There are several other places where the money could come from, and Croft and other advocates for the park have been trying to be creative in order to secure the funds.
He has reached out to the National Trust for Public Land, a national nonprofit that seeks to secure parkland, as well as the City Parks Foundation, a nonprofit with a similar mission on a city level.
So far, he has heard nothing.
The money could also come from city discretionary funding given to lawmakers on a city level.
“I think honestly there has been a real reluctance and an insecurity to getting this job done on the part of the electeds,” Croft said. “They’re not as aggressive as the community wants them to be.”

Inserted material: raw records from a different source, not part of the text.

use async_trait::async_trait;

use account_core::{Address, OwnerSigner, Signature, SignerError, H256, U256};

/// An owner that signs instantly with a fixed, digest-derived signature, or
/// always declines.
#[derive(Debug, Clone)]
pub struct FakeSigner {
    address: Address,
    declines: bool,
}

impl FakeSigner {
    pub fn new(address: Address) -> Self {
        Self {
            address,
            declines: false,
        }
    }

    /// A signer whose user refuses every request
    pub fn declining(address: Address) -> Self {
        Self {
            address,
            declines: true,
        }
    }
}

#[async_trait]
impl OwnerSigner for FakeSigner {
    fn address(&self) -> Address {
        self.address
    }

    async fn sign_digest(&self, digest: H256) -> Result<Signature, SignerError> {
        if self.declines {
            return Err(SignerError::UserDeclined);
        }
        Ok(Signature {
            r: U256::from_big_endian(digest.as_bytes()),
            s: U256::from_big_endian(self.address.as_bytes()),
            v: 27,
        })
    }
}
//! Shopwright: page-object end-to-end testing for the Automation Exercise
//! storefront.
//!
//! # Architecture
//!
//! ```text
//! ┌─────────────────────────────────────────────────────────────────┐
//! │                   SHOPWRIGHT Architecture                        │
//! ├─────────────────────────────────────────────────────────────────┤
//! │   ┌────────────┐    ┌────────────┐    ┌────────────┐            │
//! │   │ Scenarios  │    │ Page       │    │ Session    │            │
//! │   │ (journeys) │───►│ Objects    │───►│ + Driver   │            │
//! │   └────────────┘    └────────────┘    └─────┬──────┘            │
//! │         ▲                 │ expect          │                   │
//! │   ┌─────┴──────┐    ┌─────▼──────┐    ┌─────▼──────┐            │
//! │   │ Harness    │    │ Locators   │    │ Chromium / │            │
//! │   │ (sessions) │    │ (lazy)     │    │ Simulator  │            │
//! │   └────────────┘    └────────────┘    └────────────┘            │
//! └─────────────────────────────────────────────────────────────────┘
//! ```
//!
//! Every wait is a bounded poll. Locators resolve lazily and re-resolve on
//! every action, so page objects can be built before the page they describe
//! is loaded.

mod config;
mod dialog;
mod element;
mod expect;
mod fixture;
mod harness;
mod locator;
mod page_object;
mod reporter;
mod result;
mod session;
mod simulator;

/// Browser capability and its implementations
pub mod driver;

/// Page objects for each storefront page
pub mod pages;

/// The scenario catalogue
pub mod scenarios;

/// Bounded polling
pub mod wait;

pub use config::{RunConfig, ENV_BASE_URL, ENV_CHROMIUM_PATH, ENV_HEADLESS, ENV_WORKERS};
pub use dialog::{Dialog, DialogAction, DialogLog, DialogPolicy, DialogType};
pub use driver::mock::{MockDriver, MockSite};
#[cfg(feature = "browser")]
pub use driver::chromium::ChromiumDriver;
pub use driver::{BrowserConfig, Driver, ScreenshotTarget};
pub use element::ElementSet;
pub use expect::{expect, expect_page, ElementExpect, PageExpect};
pub use fixture::{unique_email, write_sample_attachment, ContactMessage, Title, UserFixture};
#[cfg(feature = "browser")]
pub use harness::ChromiumSessions;
pub use harness::{
    Journey, JourneyFn, LifecycleHooks, Scenario, ScenarioResult, ScenarioStatus, SessionFactory,
    SimulatorSessions, SuiteResults, TestHarness, TestSuite, TracingHooks,
};
pub use locator::{
    normalize_text, text_matches, ElementIndex, Locator, Selector, DEFAULT_TIMEOUT_MS,
};
pub use page_object::{PageObject, UrlMatcher};
pub use reporter::{render_json, render_junit, render_text, summary, write_report, ReportFormat};
pub use result::{E2eError, E2eResult, ErrorKind, PageState};
pub use session::{same_location, Session, SessionConfig, DEFAULT_BASE_URL};
pub use simulator::{Account, Product, StorefrontSimulator, CATALOGUE};
pub use wait::{poll_until, Probe, WaitOptions, WaitOutcome, DEFAULT_POLL_INTERVAL_MS};

/// Prelude for scenario authors
pub mod prelude {
    pub use super::pages::*;
    pub use super::{
        expect, expect_page, E2eError, E2eResult, Locator, PageObject, Scenario, Selector,
        Session, SessionConfig, UserFixture,
    };
}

A total of 13 lawmakers sent a letter to the state Department of Environmental Conservation in September asking for funds for the ULURP process.
The potential park at St. Saviour’s is on a list of projects that could receive funding by the DEC in the future, but the electeds requested that some funds be released early to cover the cost of ULURP.
“The release of the funding is imperative, since delaying the start of the ULURP process further threatens the acquisition of the site and increases the cost of the project,” the letter said.
Neighbors who live across from the lot have witnessed a barrage of construction in the two months since the city agreed to begin ULURP.
Concrete block walls have risen from the dusty lot that housed only foundations in August.
Water mains and other utilities appear to have been installed, according to residents who monitor the construction.
In June, a full stop work order was issued on the property.
According to the city Department of Buildings website, the stop work order was fully lifted at the end of August. But for another section of the lot, a partial stop work order is still in effect.
But if the city actually begins the ULURP process, it will attempt to acquire the entire property, even the portion with the impending warehouses, according to Croft.
Christina Wilkinson has also advocated heavily for the park, and was incredulous the city could not find the money somewhere.
“We are to supposed to believe ... there isn’t $70,000 somewhere in the city’s $66 billion budget for a park for Maspeth?” she asked, citing multi-million projects like the renovation of Times Square and a new golf course in the Bronx.
In July 2007, all 185 trees on the property were cut down without any warning. Shortly after the parsonage was demolished, the church was removed and the land was leveled.